Full-length direct RNA sequencing reveals widespread RNA decay upon cellular stress.

Cells respond and adapt to endogenous and exogenous stressors by activating stress response pathways that restore cellular homeostasis. The capacity of cells to respond to stress declines with age and has been associated with disease. However, the changes in cytoplasmic RNA metabolism during the cellular stress response are poorly characterized. In this work, we employ end-to-end direct RNA sequencing with nanopores, following the ligation of unique 5' end adaptors, to assess the human transcriptome at single-molecule and -nucleotide resolution. To analyze this data, we developed NanopLen, a statistical tool to identify robust RNA length changes across conditions using linear mixed models.

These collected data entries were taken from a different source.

//! JSON over HTTP(S) transport.

use super::{Transport, TransportError};
use crate::config::SyncConfig;
use async_trait::async_trait;
use reqwest::{Client, RequestBuilder, StatusCode, Url};
use serde::de::DeserializeOwned;
use std::time::Duration;
use tideline_engine::{
    HandshakeResponse, PullRequest, PullResponse, PushRequest, PushResponse,
};

const REQUEST_TIMEOUT: Duration = Duration::from_secs(30);

/// Transport talking to a sync endpoint over HTTP with basic auth.
#[derive(Debug, Clone)]
pub struct HttpTransport {
    client: Client,
    base: Url,
    username: String,
    password: String,
}

impl HttpTransport {
    pub fn new(config: &SyncConfig) -> Result<Self, TransportError> {
        let client = Client::builder()
            .timeout(REQUEST_TIMEOUT)
            .build()
            .map_err(|e| TransportError::Protocol(format!("cannot build http client: {e}")))?;

        // Url::join drops the last path segment unless it ends in '/'
        let mut base = config.endpoint_url.clone();
        if !base.path().ends_with('/') {
            let path = format!("{}/", base.path());
            base.set_path(&path);
        }

        Ok(Self {
            client,
            base,
            username: config.username.clone(),
            password: config.password.clone(),
        })
    }

    pub fn base_url(&self) -> &Url {
        &self.base
    }

    fn url(&self, route: &str) -> Result<Url, TransportError> {
        self.base
            .join(route)
            .map_err(|e| TransportError::Protocol(format!("bad route {route}: {e}")))
    }

    fn authorized(&self, request: RequestBuilder) -> RequestBuilder {
        request.basic_auth(&self.username, Some(&self.password))
    }

    async fn send(&self, request: RequestBuilder) -> Result<reqwest::Response, TransportError> {
        let response = self
            .authorized(request)
            .send()
            .await
            .map_err(|e| {
                if e.is_timeout() {
                    TransportError::Timeout
                } else {
                    TransportError::Unreachable(e.to_string())
                }
            })?;

        let status = response.status();
        if status.is_success() {
            return Ok(response);
        }

        let message = response.text().await.unwrap_or_default();
        Err(match status {
            StatusCode::UNAUTHORIZED | StatusCode::FORBIDDEN => {
                TransportError::Auth(format!("{status}"))
            }
            _ => TransportError::Status {
                status: status.as_u16(),
                message,
            },
        })
    }

    async fn json<T: DeserializeOwned>(&self, request: RequestBuilder) -> Result<T, TransportError> {
        self.send(request)
            .await?
            .json()
            .await
            .map_err(|e| TransportError::Protocol(e.to_string()))
    }
}

#[async_trait]
impl Transport for HttpTransport {
    async fn handshake(&self) -> Result<HandshakeResponse, TransportError> {
        let url = self.url("sync/handshake")?;
        tracing::debug!(%url, "handshake");
        self.json(self.client.get(url)).await
    }

    async fn push(&self, request: &PushRequest) -> Result<PushResponse, TransportError> {
        let url = self.url("sync/push")?;
        self.json(self.client.post(url).json(request)).await
    }

    async fn pull(&self, request: PullRequest) -> Result<PullResponse, TransportError> {
        let url = self.url("sync/pull")?;
        self.json(
            self.client
                .get(url)
                .query(&[("since", request.since), ("limit", request.limit as u64)]),
        )
        .await
    }

    async fn heartbeat(&self) -> Result<(), TransportError> {
        let url = self.url("health")?;
        self.send(self.client.get(url)).await.map(|_| ())
    }
}
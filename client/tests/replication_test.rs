//! Replication against the mock endpoint, on paused time so backoff
//! schedules run instantly.

use async_trait::async_trait;
use serde_json::json;
use std::sync::atomic::{AtomicUsize, Ordering};
use std::sync::Arc;
use std::time::Duration;
use tideline_client::tideline_engine::protocol::PROTOCOL_VERSION;
use tideline_client::tideline_engine::{
    Change, Fields, HandshakeResponse, PullRequest, PullResponse, PushRequest, PushResponse,
};
use tideline_client::{
    Direction, FailureCause, MockTransport, Notebook, ReplicationOptions, ReplicationState,
    ReplicationStatus, Transport, TransportError,
};
use tokio::sync::{broadcast, watch};
use tokio::time::{sleep, timeout};

fn offline() -> TransportError {
    TransportError::Unreachable("connection refused".into())
}

async fn eventually(mut check: impl FnMut() -> bool) {
    timeout(Duration::from_secs(3600), async {
        while !check() {
            sleep(Duration::from_millis(50)).await;
        }
    })
    .await
    .expect("condition never held");
}

/// Collect transitions up to and including the first one in `state`.
async fn until_state(
    events: &mut broadcast::Receiver<ReplicationStatus>,
    state: ReplicationState,
) -> Vec<ReplicationStatus> {
    let mut seen = Vec::new();
    loop {
        let status = events.recv().await.expect("status channel closed");
        let done = status.state == state;
        seen.push(status);
        if done {
            return seen;
        }
    }
}

/// Collect transitions until an exchange has completed cleanly.
async fn until_synced(
    events: &mut broadcast::Receiver<ReplicationStatus>,
) -> Vec<ReplicationStatus> {
    let mut seen = Vec::new();
    loop {
        let status = events.recv().await.expect("status channel closed");
        let done = status.state == ReplicationState::Syncing && status.attempt == 0;
        seen.push(status);
        if done {
            return seen;
        }
    }
}

fn handshake() -> HandshakeResponse {
    HandshakeResponse {
        node_id: "endpoint".into(),
        protocol_version: PROTOCOL_VERSION,
    }
}

/// Accepts the handshake, then fails every push and pull with a 500.
#[derive(Default)]
struct BrokenExchange {
    handshakes: AtomicUsize,
}

#[async_trait]
impl Transport for BrokenExchange {
    async fn handshake(&self) -> Result<HandshakeResponse, TransportError> {
        self.handshakes.fetch_add(1, Ordering::SeqCst);
        Ok(handshake())
    }

    async fn push(&self, _request: &PushRequest) -> Result<PushResponse, TransportError> {
        Err(TransportError::Status {
            status: 500,
            message: "push failed".into(),
        })
    }

    async fn pull(&self, _request: PullRequest) -> Result<PullResponse, TransportError> {
        Err(TransportError::Status {
            status: 500,
            message: "pull failed".into(),
        })
    }

    async fn heartbeat(&self) -> Result<(), TransportError> {
        Ok(())
    }
}

/// Accepts everything except pulls, which never answer.
#[derive(Default)]
struct StalledPull {
    pulls: AtomicUsize,
}

#[async_trait]
impl Transport for StalledPull {
    async fn handshake(&self) -> Result<HandshakeResponse, TransportError> {
        Ok(handshake())
    }

    async fn push(&self, request: &PushRequest) -> Result<PushResponse, TransportError> {
        Ok(PushResponse {
            accepted: request.changes.iter().map(|c| c.id.clone()).collect(),
            rejected: Vec::new(),
        })
    }

    async fn pull(&self, _request: PullRequest) -> Result<PullResponse, TransportError> {
        self.pulls.fetch_add(1, Ordering::SeqCst);
        std::future::pending().await
    }

    async fn heartbeat(&self) -> Result<(), TransportError> {
        Ok(())
    }
}

fn remote_note(id: &str, title: &str, updated_at: u64) -> Change {
    let mut fields = Fields::new();
    fields.insert("title".into(), json!(title));
    fields.insert("content".into(), json!("from elsewhere"));
    Change {
        id: id.into(),
        doc_type: "note".into(),
        fields,
        created_at: updated_at,
        updated_at,
        deleted: false,
    }
}

#[tokio::test(start_paused = true)]
async fn test_failures_below_limit_end_in_syncing() {
    for failures in [1usize, 3, 14] {
        let notebook = Notebook::in_memory().unwrap();
        let mock = MockTransport::new();
        mock.fail_times(failures, offline());

        let mut events = notebook.sync_events();
        notebook
            .start_sync_with(std::sync::Arc::new(mock.clone()), ReplicationOptions::default())
            .await
            .unwrap();

        let seen = until_state(&mut events, ReplicationState::Syncing).await;
        let retries: Vec<&ReplicationStatus> = seen
            .iter()
            .filter(|s| s.state == ReplicationState::Retrying)
            .collect();
        assert_eq!(retries.len(), failures);

        let mut last_wait = Duration::ZERO;
        for (n, status) in retries.iter().enumerate() {
            assert_eq!(status.attempt as usize, n + 1);
            assert_eq!(
                status.last_error.as_ref().map(|e| e.cause),
                Some(FailureCause::Transport)
            );
            let wait = status.retry_in.expect("retrying without a wait");
            assert!(wait >= last_wait, "backoff shrank at attempt {}", n + 1);
            assert!(wait <= Duration::from_secs(180));
            last_wait = wait;
        }

        // Connecting again does not end the episode; the exchange does
        let syncing = seen.last().unwrap();
        assert_eq!(syncing.attempt as usize, failures);
        assert_eq!(mock.calls().handshakes, failures + 1);
        until_synced(&mut events).await;

        notebook.stop_sync().await;
        assert_eq!(notebook.sync_status().state, ReplicationState::Stopped);
        notebook.shutdown().await;
    }
}

#[tokio::test(start_paused = true)]
async fn test_exhausted_attempts_fail_permanently() {
    let notebook = Notebook::in_memory().unwrap();
    let mock = MockTransport::new();
    mock.fail_always(Some(offline()));

    let mut status = notebook.watch_sync_status();
    notebook
        .start_sync_with(std::sync::Arc::new(mock.clone()), ReplicationOptions::default())
        .await
        .unwrap();

    let failed = status
        .wait_for(|s| s.state == ReplicationState::PermanentlyFailed)
        .await
        .unwrap()
        .clone();
    assert_eq!(failed.attempt, 15);
    assert_eq!(mock.calls().handshakes, 15);

    // Every failed attempt was queued for the user
    assert_eq!(notebook.errors().len(), 15);
    assert_eq!(notebook.errors().current().unwrap().title, "Sync Error");

    // No further attempts once given up
    sleep(Duration::from_secs(3600)).await;
    assert_eq!(mock.calls().handshakes, 15);

    notebook.stop_sync().await;
    notebook.shutdown().await;
}

#[tokio::test(start_paused = true)]
async fn test_failure_count_resets_after_syncing() {
    let notebook = Notebook::in_memory().unwrap();
    let mock = MockTransport::new();
    mock.fail_times(4, offline());

    let mut events = notebook.sync_events();
    notebook
        .start_sync_with(std::sync::Arc::new(mock.clone()), ReplicationOptions::default())
        .await
        .unwrap();
    until_synced(&mut events).await;

    // The next poll or heartbeat fails: a fresh episode starts at 1
    mock.fail_next(offline());
    let seen = until_state(&mut events, ReplicationState::Retrying).await;
    let retrying = seen.last().unwrap();
    assert_eq!(retrying.attempt, 1);
    assert_eq!(retrying.retry_in, Some(Duration::from_secs(1)));

    until_state(&mut events, ReplicationState::Syncing).await;
    notebook.stop_sync().await;
    notebook.shutdown().await;
}

#[tokio::test(start_paused = true)]
async fn test_local_and_remote_notes_flow_both_ways() {
    let notebook = Notebook::in_memory().unwrap();
    let mock = MockTransport::new();
    let id = notebook.create("Local", "typed here").unwrap();

    notebook
        .start_sync_with(std::sync::Arc::new(mock.clone()), ReplicationOptions::default())
        .await
        .unwrap();
    eventually(|| mock.remote_document(&id).is_some()).await;
    assert_eq!(mock.remote_document(&id).unwrap().fields["title"], "Local");

    // A later local write wakes the session without waiting for the poll
    notebook.update(&id, "Local, edited", "typed here").unwrap();
    eventually(|| {
        mock.remote_document(&id)
            .is_some_and(|c| c.fields["title"] == "Local, edited")
    })
    .await;

    let mut notes = notebook.notes(Direction::Ascending, None).unwrap();
    notes.next().await.unwrap();
    mock.insert_remote(remote_note("remote-1", "Remote", 1));

    let snapshot = loop {
        let snapshot = notes.next().await.unwrap();
        if snapshot.len() == 2 {
            break snapshot;
        }
    };
    assert!(snapshot.ids().contains(&"remote-1"));
    assert_eq!(notebook.get("remote-1").unwrap().title, "Remote");

    notebook.stop_sync().await;
    notebook.shutdown().await;
}

#[tokio::test(start_paused = true)]
async fn test_newer_remote_copy_wins() {
    let notebook = Notebook::in_memory().unwrap().with_clock(|| 1_000);
    let mock = MockTransport::new();
    let id = notebook.create("Mine", "old").unwrap();
    mock.insert_remote(remote_note(&id, "Theirs", 5_000));

    let options = ReplicationOptions {
        continuous: false,
        ..ReplicationOptions::default()
    };
    let mut events = notebook.sync_events();
    notebook
        .start_sync_with(std::sync::Arc::new(mock.clone()), options)
        .await
        .unwrap();
    until_state(&mut events, ReplicationState::Syncing).await;
    until_state(&mut events, ReplicationState::Stopped).await;

    // The endpoint kept its newer copy and the pull brought it here
    assert_eq!(mock.remote_document(&id).unwrap().fields["title"], "Theirs");
    assert_eq!(notebook.get(&id).unwrap().title, "Theirs");
    assert_eq!(mock.calls().pushes, 1);

    notebook.shutdown().await;
}

#[tokio::test(start_paused = true)]
async fn test_retries_wait_for_reachability() {
    let (reachable, feed) = watch::channel(false);
    let notebook = Notebook::in_memory().unwrap().with_reachability(feed);
    let mock = MockTransport::new();
    mock.fail_next(offline());

    let mut events = notebook.sync_events();
    notebook
        .start_sync_with(std::sync::Arc::new(mock.clone()), ReplicationOptions::default())
        .await
        .unwrap();
    until_state(&mut events, ReplicationState::Retrying).await;

    sleep(Duration::from_secs(600)).await;
    assert_eq!(mock.calls().handshakes, 1);

    reachable.send(true).unwrap();
    until_state(&mut events, ReplicationState::Syncing).await;
    assert_eq!(mock.calls().handshakes, 2);

    notebook.stop_sync().await;
    notebook.shutdown().await;
}

#[tokio::test(start_paused = true)]
async fn test_failing_exchange_backs_off_until_permanently_failed() {
    let notebook = Notebook::in_memory().unwrap();
    notebook.create("Local", "never leaves").unwrap();
    let endpoint = Arc::new(BrokenExchange::default());

    let mut events = notebook.sync_events();
    notebook
        .start_sync_with(endpoint.clone(), ReplicationOptions::default())
        .await
        .unwrap();

    let seen = until_state(&mut events, ReplicationState::PermanentlyFailed).await;
    let failed = seen.last().unwrap();
    assert_eq!(failed.attempt, 15);
    assert_eq!(
        failed.last_error.as_ref().map(|e| e.cause),
        Some(FailureCause::Transport)
    );

    let waits: Vec<Duration> = seen
        .iter()
        .filter(|s| s.state == ReplicationState::Retrying)
        .map(|s| s.retry_in.expect("retrying without a wait"))
        .collect();
    assert_eq!(waits.len(), 14);
    assert!(waits.windows(2).all(|w| w[0] <= w[1]), "backoff shrank: {waits:?}");
    assert_eq!(waits.last(), Some(&Duration::from_secs(180)));

    // Each handshake succeeded, yet the count kept climbing
    assert_eq!(endpoint.handshakes.load(Ordering::SeqCst), 15);
    assert_eq!(notebook.errors().len(), 15);

    notebook.stop_sync().await;
    notebook.shutdown().await;
}

#[tokio::test(start_paused = true)]
async fn test_stop_interrupts_a_pull_in_flight() {
    let notebook = Notebook::in_memory().unwrap();
    let endpoint = Arc::new(StalledPull::default());
    let before = notebook.store().read().unwrap().last_seq();

    notebook
        .start_sync_with(endpoint.clone(), ReplicationOptions::default())
        .await
        .unwrap();
    eventually(|| endpoint.pulls.load(Ordering::SeqCst) > 0).await;

    timeout(Duration::from_secs(5), notebook.stop_sync())
        .await
        .expect("stop waited on the pull");
    assert_eq!(notebook.sync_status().state, ReplicationState::Stopped);

    let view = notebook.store().read().unwrap();
    assert_eq!(view.last_seq(), before);
    assert!(view.is_empty());
    drop(view);

    notebook.shutdown().await;
}

#[tokio::test(start_paused = true)]
async fn test_stop_while_retrying_cancels_the_timer() {
    let notebook = Notebook::in_memory().unwrap();
    let mock = MockTransport::new();
    mock.fail_always(Some(offline()));

    let mut events = notebook.sync_events();
    notebook
        .start_sync_with(Arc::new(mock.clone()), ReplicationOptions::default())
        .await
        .unwrap();
    until_state(&mut events, ReplicationState::Retrying).await;

    notebook.stop_sync().await;
    let status = notebook.sync_status();
    assert_eq!(status.state, ReplicationState::Stopped);
    assert_eq!(status.retry_in, None);

    let handshakes = mock.calls().handshakes;
    sleep(Duration::from_secs(3600)).await;
    assert_eq!(mock.calls().handshakes, handshakes);

    notebook.shutdown().await;
}

#[tokio::test(start_paused = true)]
async fn test_stop_after_permanent_failure() {
    let notebook = Notebook::in_memory().unwrap();
    let mock = MockTransport::new();
    mock.fail_always(Some(offline()));

    let options = ReplicationOptions {
        max_attempts: 2,
        ..ReplicationOptions::default()
    };
    let mut status = notebook.watch_sync_status();
    notebook
        .start_sync_with(Arc::new(mock.clone()), options)
        .await
        .unwrap();
    status
        .wait_for(|s| s.state == ReplicationState::PermanentlyFailed)
        .await
        .unwrap();

    notebook.stop_sync().await;
    let stopped = notebook.sync_status();
    assert_eq!(stopped.state, ReplicationState::Stopped);
    assert_eq!(stopped.attempt, 2);
    // Stopping is not itself an error
    assert_eq!(notebook.errors().len(), 2);

    // A second stop has nothing left to do
    notebook.stop_sync().await;
    assert_eq!(notebook.sync_status().state, ReplicationState::Stopped);
    assert_eq!(mock.calls().handshakes, 2);

    notebook.shutdown().await;
}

We find that upon cellular stress, RNAs are globally, subject to decay at their 5' end. Stress-induced decay is coupled to translation and ribosome occupancy and can be inhibited by restoring translation initiation or preventing ribosome run-off. In contrast to models of RNA decay under normal conditions, we show that stress-induced RNA decay is dependent on XRN1 but is independent of the poly(A) tail length. Surprisingly, we find that decaying RNAs persist in cells and are enriched in the stress granule transcriptome. Our results reveal the dynamics of post-transcriptional cell response that regulates the state of RNA upon cellular stress.